**ASSIGNED TASK**: Pull each line containing "subtype" out of the data and copy it.

**DATA PROVIDED**:
******

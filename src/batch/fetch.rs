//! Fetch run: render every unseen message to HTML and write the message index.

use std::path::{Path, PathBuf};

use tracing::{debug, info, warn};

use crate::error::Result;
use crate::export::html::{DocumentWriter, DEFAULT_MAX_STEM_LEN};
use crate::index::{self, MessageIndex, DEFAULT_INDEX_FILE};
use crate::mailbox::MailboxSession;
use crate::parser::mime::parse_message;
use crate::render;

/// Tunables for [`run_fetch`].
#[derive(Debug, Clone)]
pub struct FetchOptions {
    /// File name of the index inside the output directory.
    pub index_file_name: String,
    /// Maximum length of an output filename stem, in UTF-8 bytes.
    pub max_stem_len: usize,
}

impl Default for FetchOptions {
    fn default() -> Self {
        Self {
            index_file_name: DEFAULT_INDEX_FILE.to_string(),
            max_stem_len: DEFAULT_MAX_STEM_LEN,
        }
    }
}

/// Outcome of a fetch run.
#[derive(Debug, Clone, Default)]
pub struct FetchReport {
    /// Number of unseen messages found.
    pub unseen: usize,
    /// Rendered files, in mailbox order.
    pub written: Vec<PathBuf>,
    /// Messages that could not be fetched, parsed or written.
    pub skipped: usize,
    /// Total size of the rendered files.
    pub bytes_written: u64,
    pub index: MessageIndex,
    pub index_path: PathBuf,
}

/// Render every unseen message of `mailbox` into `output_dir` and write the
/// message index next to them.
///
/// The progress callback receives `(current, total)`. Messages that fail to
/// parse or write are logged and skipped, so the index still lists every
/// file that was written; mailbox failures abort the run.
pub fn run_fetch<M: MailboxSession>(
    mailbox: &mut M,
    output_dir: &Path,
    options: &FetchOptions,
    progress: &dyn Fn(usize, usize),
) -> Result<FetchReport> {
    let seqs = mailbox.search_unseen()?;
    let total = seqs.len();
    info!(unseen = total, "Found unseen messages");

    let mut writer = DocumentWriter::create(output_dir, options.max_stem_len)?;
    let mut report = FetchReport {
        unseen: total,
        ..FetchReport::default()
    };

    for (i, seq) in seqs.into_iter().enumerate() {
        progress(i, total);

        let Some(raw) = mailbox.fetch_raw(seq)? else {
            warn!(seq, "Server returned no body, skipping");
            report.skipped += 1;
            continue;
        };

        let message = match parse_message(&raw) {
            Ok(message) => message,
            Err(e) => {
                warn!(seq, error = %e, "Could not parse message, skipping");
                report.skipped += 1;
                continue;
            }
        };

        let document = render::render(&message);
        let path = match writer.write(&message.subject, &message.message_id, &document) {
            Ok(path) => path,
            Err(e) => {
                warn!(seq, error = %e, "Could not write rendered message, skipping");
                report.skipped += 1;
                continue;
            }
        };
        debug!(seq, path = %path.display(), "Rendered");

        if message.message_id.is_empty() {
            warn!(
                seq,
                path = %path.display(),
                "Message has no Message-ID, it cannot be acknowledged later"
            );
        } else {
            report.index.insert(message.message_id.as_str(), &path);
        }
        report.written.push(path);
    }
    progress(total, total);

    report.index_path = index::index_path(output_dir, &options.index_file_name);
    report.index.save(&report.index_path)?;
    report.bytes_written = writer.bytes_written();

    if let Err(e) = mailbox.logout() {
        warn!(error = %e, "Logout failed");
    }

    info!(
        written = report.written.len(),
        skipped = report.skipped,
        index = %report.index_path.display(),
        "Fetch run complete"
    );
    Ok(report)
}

******

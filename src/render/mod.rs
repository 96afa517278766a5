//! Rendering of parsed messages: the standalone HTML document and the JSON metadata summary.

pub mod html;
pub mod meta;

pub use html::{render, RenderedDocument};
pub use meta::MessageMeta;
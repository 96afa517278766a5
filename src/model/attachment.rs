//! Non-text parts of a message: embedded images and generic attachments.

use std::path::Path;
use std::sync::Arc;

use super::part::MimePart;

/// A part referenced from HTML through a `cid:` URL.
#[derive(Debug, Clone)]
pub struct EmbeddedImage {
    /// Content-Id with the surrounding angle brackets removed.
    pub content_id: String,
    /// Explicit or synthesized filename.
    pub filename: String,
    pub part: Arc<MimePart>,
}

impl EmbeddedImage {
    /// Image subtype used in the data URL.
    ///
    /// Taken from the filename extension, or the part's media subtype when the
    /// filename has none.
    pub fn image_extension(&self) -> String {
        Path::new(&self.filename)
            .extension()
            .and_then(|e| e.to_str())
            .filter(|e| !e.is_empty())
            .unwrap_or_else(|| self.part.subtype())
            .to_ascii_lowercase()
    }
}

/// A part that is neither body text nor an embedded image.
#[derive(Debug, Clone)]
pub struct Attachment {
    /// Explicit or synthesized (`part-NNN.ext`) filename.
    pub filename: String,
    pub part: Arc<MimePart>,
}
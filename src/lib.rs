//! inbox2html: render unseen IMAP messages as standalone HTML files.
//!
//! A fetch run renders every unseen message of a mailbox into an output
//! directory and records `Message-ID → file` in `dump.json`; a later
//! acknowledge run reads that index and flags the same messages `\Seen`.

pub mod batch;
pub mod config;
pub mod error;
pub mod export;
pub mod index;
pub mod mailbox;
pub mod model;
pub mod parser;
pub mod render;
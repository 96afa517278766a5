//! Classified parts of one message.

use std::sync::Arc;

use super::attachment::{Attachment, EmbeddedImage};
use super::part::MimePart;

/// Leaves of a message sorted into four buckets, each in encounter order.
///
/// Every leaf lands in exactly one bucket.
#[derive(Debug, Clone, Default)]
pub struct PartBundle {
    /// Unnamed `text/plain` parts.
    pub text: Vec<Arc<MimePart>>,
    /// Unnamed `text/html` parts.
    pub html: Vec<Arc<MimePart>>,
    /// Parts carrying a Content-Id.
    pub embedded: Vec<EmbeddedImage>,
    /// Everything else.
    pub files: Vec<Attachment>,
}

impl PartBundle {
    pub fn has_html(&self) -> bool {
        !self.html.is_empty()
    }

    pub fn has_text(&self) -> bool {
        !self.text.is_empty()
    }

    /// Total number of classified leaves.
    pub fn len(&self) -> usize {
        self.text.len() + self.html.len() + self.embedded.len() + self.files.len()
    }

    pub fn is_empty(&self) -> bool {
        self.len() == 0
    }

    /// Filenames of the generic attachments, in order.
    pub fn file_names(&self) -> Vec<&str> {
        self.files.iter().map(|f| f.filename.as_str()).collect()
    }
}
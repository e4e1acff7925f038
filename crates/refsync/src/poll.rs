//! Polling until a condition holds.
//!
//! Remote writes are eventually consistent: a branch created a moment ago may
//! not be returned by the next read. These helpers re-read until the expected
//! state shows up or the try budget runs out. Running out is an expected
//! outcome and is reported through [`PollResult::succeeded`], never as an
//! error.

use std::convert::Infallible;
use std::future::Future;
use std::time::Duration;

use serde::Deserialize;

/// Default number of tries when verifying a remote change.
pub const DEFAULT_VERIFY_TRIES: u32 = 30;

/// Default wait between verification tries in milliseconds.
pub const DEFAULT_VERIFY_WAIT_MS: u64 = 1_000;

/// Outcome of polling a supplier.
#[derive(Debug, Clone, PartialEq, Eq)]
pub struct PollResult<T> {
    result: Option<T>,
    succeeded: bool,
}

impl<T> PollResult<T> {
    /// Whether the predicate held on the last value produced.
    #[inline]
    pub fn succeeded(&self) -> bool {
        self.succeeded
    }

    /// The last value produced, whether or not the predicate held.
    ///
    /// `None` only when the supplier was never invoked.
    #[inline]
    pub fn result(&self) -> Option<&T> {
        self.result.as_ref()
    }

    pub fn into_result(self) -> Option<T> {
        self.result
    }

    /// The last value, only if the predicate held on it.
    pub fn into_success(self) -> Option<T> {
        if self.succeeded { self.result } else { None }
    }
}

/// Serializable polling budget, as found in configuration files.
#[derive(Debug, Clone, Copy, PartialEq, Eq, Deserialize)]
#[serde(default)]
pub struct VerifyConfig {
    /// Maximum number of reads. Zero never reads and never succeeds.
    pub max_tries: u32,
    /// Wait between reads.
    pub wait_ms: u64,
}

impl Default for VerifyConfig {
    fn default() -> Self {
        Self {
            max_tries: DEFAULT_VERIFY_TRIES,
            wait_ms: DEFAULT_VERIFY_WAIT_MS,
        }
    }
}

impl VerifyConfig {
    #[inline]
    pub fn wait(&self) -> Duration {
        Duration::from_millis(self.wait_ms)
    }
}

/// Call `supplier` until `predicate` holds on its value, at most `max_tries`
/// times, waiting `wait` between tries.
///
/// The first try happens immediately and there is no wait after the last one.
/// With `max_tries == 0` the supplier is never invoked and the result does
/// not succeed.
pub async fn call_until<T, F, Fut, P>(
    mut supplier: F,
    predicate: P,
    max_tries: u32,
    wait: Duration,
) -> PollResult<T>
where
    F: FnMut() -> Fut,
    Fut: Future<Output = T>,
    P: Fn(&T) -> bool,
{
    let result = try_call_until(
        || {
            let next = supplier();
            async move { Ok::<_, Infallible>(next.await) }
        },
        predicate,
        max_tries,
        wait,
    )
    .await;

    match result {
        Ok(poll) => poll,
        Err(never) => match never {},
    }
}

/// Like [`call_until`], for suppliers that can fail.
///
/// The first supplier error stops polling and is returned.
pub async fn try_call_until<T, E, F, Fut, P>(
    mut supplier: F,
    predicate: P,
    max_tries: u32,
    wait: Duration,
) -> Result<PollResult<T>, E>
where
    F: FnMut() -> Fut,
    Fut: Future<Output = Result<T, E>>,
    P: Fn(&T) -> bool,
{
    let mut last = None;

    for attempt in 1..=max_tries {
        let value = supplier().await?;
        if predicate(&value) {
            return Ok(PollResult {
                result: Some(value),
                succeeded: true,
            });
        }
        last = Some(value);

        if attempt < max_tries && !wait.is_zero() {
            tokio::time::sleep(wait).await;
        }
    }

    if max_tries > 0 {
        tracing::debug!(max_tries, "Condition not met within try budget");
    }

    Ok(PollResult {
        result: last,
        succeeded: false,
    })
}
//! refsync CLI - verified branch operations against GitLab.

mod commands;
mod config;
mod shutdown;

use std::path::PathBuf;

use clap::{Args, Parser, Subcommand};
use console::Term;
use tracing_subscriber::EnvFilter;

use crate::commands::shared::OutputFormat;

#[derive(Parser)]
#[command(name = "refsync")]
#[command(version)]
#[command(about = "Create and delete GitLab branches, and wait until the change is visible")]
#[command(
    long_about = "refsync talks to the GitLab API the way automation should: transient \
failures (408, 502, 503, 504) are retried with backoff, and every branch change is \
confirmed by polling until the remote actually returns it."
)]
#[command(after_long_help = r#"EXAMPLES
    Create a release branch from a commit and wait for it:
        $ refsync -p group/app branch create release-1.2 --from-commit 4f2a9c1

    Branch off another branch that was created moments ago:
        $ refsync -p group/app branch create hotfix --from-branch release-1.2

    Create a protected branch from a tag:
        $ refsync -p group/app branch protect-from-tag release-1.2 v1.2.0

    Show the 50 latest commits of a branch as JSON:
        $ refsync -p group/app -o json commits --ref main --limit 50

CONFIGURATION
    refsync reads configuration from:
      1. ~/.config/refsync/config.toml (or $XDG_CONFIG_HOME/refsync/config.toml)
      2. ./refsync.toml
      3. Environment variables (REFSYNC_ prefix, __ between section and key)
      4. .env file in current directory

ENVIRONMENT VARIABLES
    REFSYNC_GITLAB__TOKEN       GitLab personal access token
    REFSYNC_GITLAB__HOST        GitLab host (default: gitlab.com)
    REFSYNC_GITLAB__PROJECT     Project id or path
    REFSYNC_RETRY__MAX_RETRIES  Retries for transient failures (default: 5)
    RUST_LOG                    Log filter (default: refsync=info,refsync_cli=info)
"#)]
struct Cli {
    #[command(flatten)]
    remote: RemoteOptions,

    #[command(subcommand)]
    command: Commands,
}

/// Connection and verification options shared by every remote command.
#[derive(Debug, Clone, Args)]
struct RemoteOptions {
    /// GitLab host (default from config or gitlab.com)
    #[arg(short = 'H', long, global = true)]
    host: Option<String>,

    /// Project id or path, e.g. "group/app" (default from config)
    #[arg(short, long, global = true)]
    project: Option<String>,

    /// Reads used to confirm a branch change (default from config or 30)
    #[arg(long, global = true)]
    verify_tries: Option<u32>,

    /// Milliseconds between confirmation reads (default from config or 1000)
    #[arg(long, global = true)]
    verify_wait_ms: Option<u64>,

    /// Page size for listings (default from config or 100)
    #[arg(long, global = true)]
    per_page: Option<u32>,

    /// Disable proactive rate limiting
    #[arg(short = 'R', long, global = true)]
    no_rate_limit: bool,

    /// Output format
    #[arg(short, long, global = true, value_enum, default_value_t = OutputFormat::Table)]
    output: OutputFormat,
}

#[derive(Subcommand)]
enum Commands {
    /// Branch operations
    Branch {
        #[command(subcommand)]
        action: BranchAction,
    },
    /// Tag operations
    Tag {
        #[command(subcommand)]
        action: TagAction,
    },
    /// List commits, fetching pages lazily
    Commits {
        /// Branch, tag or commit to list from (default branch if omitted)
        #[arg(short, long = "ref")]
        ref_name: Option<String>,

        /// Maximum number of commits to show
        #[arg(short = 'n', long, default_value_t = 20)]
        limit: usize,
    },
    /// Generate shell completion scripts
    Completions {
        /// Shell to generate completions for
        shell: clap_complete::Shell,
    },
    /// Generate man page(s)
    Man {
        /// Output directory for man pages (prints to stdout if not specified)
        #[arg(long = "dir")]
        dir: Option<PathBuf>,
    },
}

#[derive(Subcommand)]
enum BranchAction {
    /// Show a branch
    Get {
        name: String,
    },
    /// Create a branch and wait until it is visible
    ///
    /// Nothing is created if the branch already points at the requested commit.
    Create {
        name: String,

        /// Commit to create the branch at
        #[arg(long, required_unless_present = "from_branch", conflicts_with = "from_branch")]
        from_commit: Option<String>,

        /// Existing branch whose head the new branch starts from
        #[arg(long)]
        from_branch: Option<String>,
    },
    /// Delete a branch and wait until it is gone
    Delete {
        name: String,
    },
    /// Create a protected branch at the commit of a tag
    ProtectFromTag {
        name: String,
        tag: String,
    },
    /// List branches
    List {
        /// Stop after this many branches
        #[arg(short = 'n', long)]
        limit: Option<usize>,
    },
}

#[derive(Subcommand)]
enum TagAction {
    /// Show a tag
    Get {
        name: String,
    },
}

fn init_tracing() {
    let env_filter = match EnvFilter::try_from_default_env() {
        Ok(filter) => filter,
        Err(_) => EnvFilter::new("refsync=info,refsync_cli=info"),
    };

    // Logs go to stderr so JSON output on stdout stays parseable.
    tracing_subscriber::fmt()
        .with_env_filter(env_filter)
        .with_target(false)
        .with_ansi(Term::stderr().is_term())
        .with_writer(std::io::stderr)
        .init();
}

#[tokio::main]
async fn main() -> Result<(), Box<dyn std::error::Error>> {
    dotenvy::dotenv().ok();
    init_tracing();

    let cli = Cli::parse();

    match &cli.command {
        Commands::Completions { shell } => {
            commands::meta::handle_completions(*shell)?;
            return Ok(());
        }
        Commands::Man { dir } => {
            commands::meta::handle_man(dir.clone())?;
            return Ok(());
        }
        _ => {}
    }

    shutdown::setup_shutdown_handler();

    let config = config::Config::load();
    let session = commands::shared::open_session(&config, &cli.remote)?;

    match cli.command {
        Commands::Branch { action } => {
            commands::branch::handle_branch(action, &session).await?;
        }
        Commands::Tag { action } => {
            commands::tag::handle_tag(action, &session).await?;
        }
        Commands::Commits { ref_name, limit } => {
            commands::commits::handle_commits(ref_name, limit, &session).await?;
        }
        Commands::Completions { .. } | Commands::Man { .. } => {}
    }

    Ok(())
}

******

**EXERCISE ANSWER**:
    /// Image subtype used in the data URL.
    /// Taken from the filename extension, or the part's media subtype when the
            .unwrap_or_else(|| self.part.subtype())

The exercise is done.